The autonomous communes, in order to fulfill their functions and exercise their powers, may create companies, or participate in them, either individually or associated with other public or private entities, prior authorization by general or special law. Municipal public enterprises shall have legal personality and their own assets and shall be governed in accordance with the provisions of the Constitution and the law.

Article 215

  1. The creation, division or merger of autonomous communes or the modification of their boundaries or denomination shall be determined by statute, respecting in any case objective criteria, as provided for in the Constitution.
  2. A statute shall regulate the transitional administration of the communes to be created; the procedure for the installation of the new municipalities, the transfer of municipal personnel and services, and the necessary safeguards to safeguard the use and disposal of the goods that are located in the territories of the new communes.

Article 216

  1. Municipalities have the duty to promote and guarantee the citizen participation of the local community in the management, in the construction of local development policies and in the planning of the territory, as well as in the cases that this Constitution, the law and the regional or communal statutes indicate.
  2. These will provide the mechanisms, spaces, resources, digital literacy, training and civic education and everything that is necessary to realize such participation, which will be consultative, incident and, where appropriate, binding in accordance with the respective legislation.

Article 217

The municipalities may establish their personnel plants and the organs or units of their internal structure, in accordance with the law, taking care of the civil service career and its due financing.

Province

Article 218

The province is a territorial division established for administrative purposes and is composed of a grouping of autonomous communes.

Autonomous region

Article 219

The autonomous region is the political and territorial entity endowed with legal personality under public law and its own patrimony that enjoys autonomy for the development of regional interests, the management of its economic resources and the exercise of legislative, regulatory, executive and supervisory powers through its bodies within the scope of its powers, in accordance with the provisions of the Constitution and the law.

Article 220

The autonomous region is responsible for:

  1. The organization of the regional government, in accordance with the Constitution and its statute.
  2. The political-administrative and financial organization of the autonomous region.
  3. Coordinate and delegate the constitutional powers shared with the other territorial entities.
  4. The regional policy of housing, urban planning, health, transport and education, in coordination with national policies, plans and programs, respecting the universality of the rights guaranteed by this Constitution.
  5. The creation of regional public enterprises by the competent bodies of the autonomous region , in accordance with the procedures regulated by statute.
  6. To exercise autonomously the administration and coordination of all the public services of its dependency.
  7. The conservation, preservation, protection and restoration of nature, ecological balance and the rational use of water and other natural elements of its territory.
  8. The regulation and administration of forests, reserves and parks of protected wild areas and any other fiscal property deemed necessary for the care of the ecosystem services that are granted to communities, within the scope of their Powers.
  9. Planning, land use planning and integrated watershed management.
  10. Establish a permanent policy of sustainable development and harmony with nature.
  11. Approve, through processes of citizen participation, the environmental decontamination plans of the autonomous region.
  12. Promote popular participation in matters of regional interest.
  13. The development of research, technology and science .
  14. The promotion and protection of cultures, arts, historical, intangible archaeological, linguistic and architectural heritage; and artistic training in its territory.
  15. Execute public works of interest in the territory of the autonomous region.
  16. The planning and implementation of physical and digital connectivity.
  17. The promotion and encouragement of sport, leisure and recreation.
  18. The promotion and management of tourism in the territorial scope of the autonomous region, in coordination with the autonomous commune.
  19. The promotion of the social, productive and economic development of the autonomous region, in coordination with national policies, plans and programs.
  20. Establish contributions and fees within its territory with prior authorization by statute.
  21. Participate in international cooperation actions, within the frameworks established by current treaties and conventions.
  22. The other powers determined by the Constitution and law.

Article 221

The powers not expressly conferred on the autonomous region correspond to the central administration, notwithstanding to the transfers of powers regulated by the Constitution and the law.

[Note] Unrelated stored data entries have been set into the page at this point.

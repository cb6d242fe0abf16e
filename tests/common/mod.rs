//! Shared helpers for conformance tests.

#![allow(dead_code)]

use parking_lot::Mutex;
use specular::types::Endpoint;
use specular::{
    CallId, Continuation, EngineConfig, FnContinuation, FnTransport, SpecContext, SpecFacade,
    TransportError,
};
use std::sync::Arc;

/// The arithmetic every fake service applies to its request.
pub fn step(req: u32) -> u32 {
    req * 2 + 1
}

/// Applies [`step`] `n` times: the blocking baseline for chain tests.
pub fn blocking_chain(request: u32, n: u32) -> u32 {
    (0..n).fold(request, |v, _| step(v))
}

/// A facade whose transport computes [`step`] inline.
pub fn step_facade() -> SpecFacade<u32, u32> {
    step_facade_with(EngineConfig::new())
}

/// A [`step`] facade with a custom configuration.
pub fn step_facade_with(config: EngineConfig<u32>) -> SpecFacade<u32, u32> {
    let transport = Arc::new(FnTransport::new(|_: &Endpoint, req: &u32| Ok(step(*req))));
    SpecFacade::new(transport, config)
}

/// Builds a continuation chain of `remaining` further stages.
///
/// Each stage receives its reply value, issues the next stage as a child call
/// with that value as the request, and returns the value unchanged. Child
/// call IDs are appended to `issued` in creation order, so the last entry
/// after a clean run is the leaf.
pub fn chain_stage(
    remaining: u32,
    issued: Arc<Mutex<Vec<CallId>>>,
) -> Box<dyn Continuation<u32, u32>> {
    Box::new(FnContinuation::new(
        move |cx: &mut SpecContext<'_, u32, u32>, value: u32| {
            if remaining > 0 {
                let child = cx.call(
                    "chain",
                    value,
                    chain_stage(remaining - 1, issued.clone()),
                    |req| step(*req),
                )?;
                issued.lock().push(child);
            }
            Ok(value)
        },
    ))
}

/// The correct reply function for pumping a `LabTransport` in chain tests.
pub fn step_reply(_: &Endpoint, req: &u32) -> Result<u32, TransportError> {
    Ok(step(*req))
}
//! The continuation contract.
//!
//! A continuation is the application's "what happens after the reply" code.
//! The engine runs it twice in the worst case: once speculatively with a
//! guessed reply, and once more with the real value if the guess was wrong.
//! The core property is that `run` cannot tell which execution it is in; it
//! receives a value and a [`SpecContext`] and must behave identically for
//! both.
//!
//! Continuations are bound to exactly one facade before their first run, and
//! to at most one live call at a time. [`Binding`] is the reusable enforcement
//! for implementations; the provided [`IdentityContinuation`] and
//! [`FnContinuation`] both delegate to it.

use crate::error::{Error, ErrorKind, Result};
use crate::facade::SpecContext;
use crate::types::{CallId, FacadeId};

/// Application code run against a reply, guessed or real.
///
/// `Q` is the request type, `V` the reply/value type. Implementations must
/// not mutate shared state in place during `run`: an aborted speculative run
/// is discarded wholesale, and any effect that escaped the engine's records
/// cannot be rolled back. Produce the result through the return value and
/// child calls through `cx` only.
pub trait Continuation<Q, V>: Send {
    /// Binds this continuation to a facade. Must be called before `run`.
    ///
    /// Binding twice to the same facade is a no-op; binding to a second
    /// facade fails with [`ErrorKind::Rebind`].
    fn bind(&mut self, facade: FacadeId) -> Result<()>;

    /// Runs the continuation against `value`.
    ///
    /// `value` is either a guess or the authoritative reply; the
    /// implementation cannot and must not distinguish the two. Returning
    /// `Err` with [`ErrorKind::SpeculationFailed`] signals a self-detected
    /// inconsistency and is treated exactly like a mismatched guess. Any
    /// other error is a permanent failure for the call.
    fn run(&mut self, cx: &mut SpecContext<'_, Q, V>, value: V) -> Result<V>;
}

/// Bind/attach bookkeeping shared by continuation implementations.
#[derive(Debug, Clone, Copy, Default)]
pub struct Binding {
    facade: Option<FacadeId>,
    live_call: Option<CallId>,
}

impl Binding {
    /// Creates an unbound binding.
    #[must_use]
    pub const fn new() -> Self {
        Self {
            facade: None,
            live_call: None,
        }
    }

    /// Binds to `facade`. Idempotent for the same facade.
    pub fn bind(&mut self, facade: FacadeId) -> Result<()> {
        match self.facade {
            None => {
                self.facade = Some(facade);
                Ok(())
            }
            Some(bound) if bound == facade => Ok(()),
            Some(bound) => Err(Error::usage(
                ErrorKind::Rebind,
                format!("bound to {bound}, rebind to {facade}"),
            )),
        }
    }

    /// Attaches to a live call; fails if another call is still attached.
    pub fn attach(&mut self, call: CallId) -> Result<()> {
        if let Some(live) = self.live_call {
            return Err(Error::usage(
                ErrorKind::InvalidContinuation,
                format!("already attached to live call {live}"),
            )
            .with_call(call));
        }
        self.live_call = Some(call);
        Ok(())
    }

    /// Detaches from `call` if it is the attached one.
    pub fn detach(&mut self, call: CallId) {
        if self.live_call == Some(call) {
            self.live_call = None;
        }
    }

    /// Returns the bound facade, if any.
    #[must_use]
    pub const fn facade(&self) -> Option<FacadeId> {
        self.facade
    }

    /// Returns the attached live call, if any.
    #[must_use]
    pub const fn live_call(&self) -> Option<CallId> {
        self.live_call
    }
}

/// A continuation that returns the reply unchanged.
///
/// The degenerate "nothing to do after the reply" case. With an identity
/// continuation a mismatch still aborts and re-runs, but the re-run is just
/// the authoritative value passing through.
#[derive(Debug, Default)]
pub struct IdentityContinuation {
    binding: Binding,
}

impl IdentityContinuation {
    /// Creates an identity continuation.
    #[must_use]
    pub const fn new() -> Self {
        Self {
            binding: Binding::new(),
        }
    }
}

impl<Q, V> Continuation<Q, V> for IdentityContinuation {
    fn bind(&mut self, facade: FacadeId) -> Result<()> {
        self.binding.bind(facade)
    }

    fn run(&mut self, _cx: &mut SpecContext<'_, Q, V>, value: V) -> Result<V> {
        Ok(value)
    }
}

/// Adapts a closure into a [`Continuation`].
pub struct FnContinuation<F> {
    binding: Binding,
    f: F,
}

impl<F> FnContinuation<F> {
    /// Wraps `f` as a continuation.
    #[must_use]
    pub const fn new(f: F) -> Self {
        Self {
            binding: Binding::new(),
            f,
        }
    }
}

impl<Q, V, F> Continuation<Q, V> for FnContinuation<F>
where
    F: FnMut(&mut SpecContext<'_, Q, V>, V) -> Result<V> + Send,
{
    fn bind(&mut self, facade: FacadeId) -> Result<()> {
        self.binding.bind(facade)
    }

    fn run(&mut self, cx: &mut SpecContext<'_, Q, V>, value: V) -> Result<V> {
        (self.f)(cx, value)
    }
}

#[cfg(test)]
mod tests {
    use super::*;

    #[test]
    fn bind_is_idempotent_for_same_facade() {
        let mut binding = Binding::new();
        let facade = FacadeId::new_for_test(1);
        binding.bind(facade).unwrap();
        binding.bind(facade).unwrap();
        assert_eq!(binding.facade(), Some(facade));
    }

    #[test]
    fn rebind_to_second_facade_fails() {
        let mut binding = Binding::new();
        binding.bind(FacadeId::new_for_test(1)).unwrap();
        let err = binding.bind(FacadeId::new_for_test(2)).unwrap_err();
        assert_eq!(err.kind(), ErrorKind::Rebind);
    }

    #[test]
    fn attach_while_live_fails() {
        let mut binding = Binding::new();
        binding.attach(CallId::new_for_test(1)).unwrap();
        let err = binding.attach(CallId::new_for_test(2)).unwrap_err();
        assert_eq!(err.kind(), ErrorKind::InvalidContinuation);

        binding.detach(CallId::new_for_test(1));
        binding.attach(CallId::new_for_test(2)).unwrap();
        assert_eq!(binding.live_call(), Some(CallId::new_for_test(2)));
    }

    #[test]
    fn detach_of_other_call_is_ignored() {
        let mut binding = Binding::new();
        binding.attach(CallId::new_for_test(1)).unwrap();
        binding.detach(CallId::new_for_test(9));
        assert_eq!(binding.live_call(), Some(CallId::new_for_test(1)));
    }
}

The powers of the autonomous region may be exercised concurrently and in coordination with other organs of the State.

Article 222

The institutional organization of the autonomous regions consists of the regional government and the regional assembly.

Article 223

  1. The regional government is the executive body of the autonomous region.
  2. A governor or a regional governor directs the regional government, exercises the function of government and administration and represents the region judicially and extrajudicially.
  3. Whoever heads the regional government represents the autonomous region before the national authorities with functions of coordination and intermediation between the central government and the region and before the international authorities, within the framework of the national policy of relations International.
  4. In the respective election, the person who obtains the majority of the validly cast votes will be elected. If no person achieves at least forty percent of the vote, a second vote will occur among those who have obtained the two highest majorities. Whoever obtains the majority of the validly cast votes will be elected.
  5. Whoever directs the regional government will exercise his functions for the term of four years, being able to be re-elected consecutively only once for the following period. In this case, the office shall be deemed to have been held for a period when more than half of the term of office has been completed.

Article 224

The following are the essential powers of regional governments:

  1. Exercise regulatory power in all matters that fall within the scope of its powers, in accordance with the Constitution, the law and the regional statute.
  2. Organize, administer, supervise and supervise the public services of the autonomous region and coordinate with the Government with respect to those that have a national character and that operate in the region.
  3. Propose to the regional assembly the creation of regional public enterprises or participation in regional enterprises for the management of services within its competence, as provided for in the Constitution, the law and the regional statute.
  4. Prepare and present to the regional assembly the regional land use plan and the urban development plans of the metropolitan areas, in accordance with the regional statute and the law.
  5. Present to the regional assembly the integrated watershed management plans agreed in the respective basin councils, in accordance with the law.
  6. Convene regional referendums and plebiscites under the provisions of the Constitution, regional statute and law.
  7. Establish crisis management systems among the bodies that have their seat in the autonomous region, which include, at least, their preparation, prevention, administration and management.
  8. Prepare and present to the regional assembly the regional development plan, in accordance with the regional statute.
  9. Celebrate acts and contracts in which you have an interest.
  10. Adopt and implement public policies that encourage and promote the social, productive, economic and cultural development of the autonomous region, especially in areas of competence of the autonomous region.
  11. Promote innovation, competitiveness and investment in the respective autonomous region .
  12. Prepare and present to the regional assembly the draft regional budget, in accordance with this Constitution and the regional statute.
  13. Manage and execute budget planning on the allocation and use of the regional budget.
  14. Exercise their own fiscal powers in accordance with the Constitution and the law.
  15. To conclude and execute agreements with the governments of other autonomous regions for the purpose of implementing interregional programs and public policies, as well as any other form of territorial associativity.
  16. Celebrate and execute international cooperation actions, within the frameworks established by the treaties and agreements that the country concludes for this purpose and in accordance with the regulated procedures in the law.
  17. The other powers indicated by the Constitution, the law and the regional statute .

Article 225

  1. The regional assembly is the collegiate body of regional representation that is endowed with normative, resolutive and supervisory powers.
  2. A statute shall determine the general requirements for access to the office of regional assemblyman and their number in proportion to the regional population.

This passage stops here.